Contributing to Docs

Timo Abele rmi2hi Ralf D. Müller

5 minutes to read

The easiest way to contribute to this project is to contribute to the documentation.

Here is a quick step-by-step guide on how to fix something on a documentation page.


Go to page you want to edit or fix

You already found this tutorial, so you already know how to go to the page you want to edit or fix. All documentation can be found at . The source code of each page is available at in the /src/docs/ folder. But there is an easier way to find the exact source.

The documentation pages all look something like this:

full docs page

In the upper right corner you can see the Improve this doc link:

improve this doc

This will take you directly to the source of the page, already in edit mode. If you are not logged in, GitHub will ask you to do so.

The Create an issue link will be helpful if you want to report a bug or request a feature for a page. It takes you directly to the issue tracker with a pre-filled issue.

For now, let’s click on the Improve this doc link.

Fork the Repository

If you click the link for the first time, you will be asked to fork the repository.

create fork

A fork is a copy of the repository. Maybe you are used to working on the main repository or a branch within the main repository. This is not possible in this case, because you don’t have write access, only read access.

The solution is to fork the repository. This way, you create a copy in your own space, and you will have write access to it.

create fork diag

Edit the Page

You will now be taken to the page you want to edit already in edit mode.


What you see is asciidoctor markup. Check out the {url-asciidoc-quick-reference}[AsciiDoc quick reference] for more information.

The blue box on top tells you what you already know: a copy has been created for you and you are editing it.

since you work on your own copy of the docs, you can’t break anything. You even don’t have write access to the main repository. So feel free to edit the page as you like.
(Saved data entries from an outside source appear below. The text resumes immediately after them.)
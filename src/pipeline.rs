use crate::config::DashboardConfig;
use crate::data::extract::extract;
use crate::data::loader::load_log;
use crate::data::model::{Dataset, Defect, FieldSeries, TimeAxis, TimeWindow};
use crate::data::schema::validate;
use crate::data::summary::{DatasetSummary, summarize};
use crate::data::timestamp::normalize;
use crate::error::PipelineResult;

/// Everything the dashboard draws from one read of the log.
#[derive(Debug, Clone)]
pub struct DashboardData {
    pub dataset: Dataset,
    pub defects: Vec<Defect>,
    pub time_axis: TimeAxis,
    /// Configured target fields found in the data, in configured order.
    pub available_fields: Vec<String>,
    pub summary: DatasetSummary,
}

/// Run load → validate → normalize against the configured log.
///
/// Each call reads the file from scratch; nothing is carried over from a
/// previous run.
pub fn run(config: &DashboardConfig) -> PipelineResult<DashboardData> {
    let loaded = load_log(&config.log_path)?;
    let available_fields = validate(&loaded.dataset, &config.timestamp_key, &config.target_fields)?;
    let time_axis = normalize(&loaded.dataset, &config.timestamp_key)?;
    let summary = summarize(&loaded.dataset, loaded.defects.len());

    log::info!("Plotting fields {available_fields:?}");

    Ok(DashboardData {
        dataset: loaded.dataset,
        defects: loaded.defects,
        time_axis,
        available_fields,
        summary,
    })
}

impl DashboardData {
    /// Series for one field, optionally restricted to `window`.
    pub fn series(&self, field: &str, window: Option<&TimeWindow>) -> FieldSeries {
        extract(&self.dataset, &self.time_axis, field, window)
    }

    /// Series for every available field, in configured order.
    pub fn all_series(&self, window: Option<&TimeWindow>) -> Vec<FieldSeries> {
        self.available_fields
            .iter()
            .map(|field| self.series(field, window))
            .collect()
    }

    /// Full time span of the log; the default selection window.
    pub fn time_bounds(&self) -> Option<TimeWindow> {
        self.time_axis.bounds()
    }
}

#[cfg(test)]
mod tests {
    use std::io::Write;

    use super::*;
    use crate::error::{LoadError, PipelineError, SchemaError};

    fn config_for(text: &str) -> (tempfile::NamedTempFile, DashboardConfig) {
        let mut file = tempfile::NamedTempFile::new().unwrap();
        file.write_all(text.as_bytes()).unwrap();
        let config = DashboardConfig {
            log_path: file.path().to_path_buf(),
            ..DashboardConfig::default()
        };
        (file, config)
    }

    #[test]
    fn test_run_collects_fields_and_defects() {
        let (_file, config) = config_for(
            "{\"timestamp\":1000,\"gear_avg\":2,\"speed_avg\":null}\n{oops\n{\"timestamp\":2000,\"gear_avg\":3}\n",
        );
        let data = run(&config).unwrap();
        assert_eq!(data.available_fields, vec!["speed_avg", "gear_avg"]);
        assert_eq!(data.defects.len(), 1);

        let series = data.all_series(None);
        assert!(series[0].is_empty());
        assert_eq!(series[1].len(), 2);
    }

    #[test]
    fn test_fully_malformed_file_is_empty_dataset() {
        let (_file, config) = config_for("nope\n{\n");
        let err = run(&config).unwrap_err();
        assert!(matches!(
            err,
            PipelineError::Load(LoadError::EmptyDataset { defects: 2 })
        ));
    }

    #[test]
    fn test_schema_failure_stops_pipeline() {
        let (_file, config) = config_for("{\"gear_avg\":1}\n");
        let err = run(&config).unwrap_err();
        assert!(matches!(
            err,
            PipelineError::Schema(SchemaError::MissingTimestamp(_))
        ));
        assert_eq!(err.to_string(), "Missing required column: 'timestamp'");
    }

    #[test]
    fn test_time_bounds() {
        let (_file, config) = config_for(
            "{\"timestamp\":2000,\"gear_avg\":1}\n{\"timestamp\":1000,\"gear_avg\":1}\n",
        );
        let bounds = run(&config).unwrap().time_bounds().unwrap();
        assert_eq!(bounds.start.as_micros(), 1000);
        assert_eq!(bounds.end.as_micros(), 2000);
    }
}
Use the Preview button to see what your edits will look like. Since this is only a preview and GitHub doesn’t know about docToolchain, this preview will only show you if your AsciiDoc syntax is correct. Some other features like the TOC or include statements will not be available in the preview.


Do your edit and then

Commit the Changes

Below the editor, there is a small Propose Changes form.

propose changes

Enter a headline and a description of the changes you made and click Propose changes.

This will save your changes to your fork of the repository.

create fork diag
Git works with diffs - it only saves the changes you made, not a full copy of the new page. This is important to know if you want to understand the inner workings of Git.

After you’ve clicked the button, you will be taken to a page which shows you what you changed.

Comparing changes

This view lets you review your changes.

comparing changes

These diffs are not easy to read, but I promise that over time you get used to it.

Red lines are deletions, green lines are additions. As you can see in the screenshot, I added an empty space in line 17. Line 17 has been deleted (red line) and replaced with a new line (green line).

Line 1 looks mysterious, because it seems that it has been replaced with an identical copy. This is because the line ending changed but is not visible in the diff.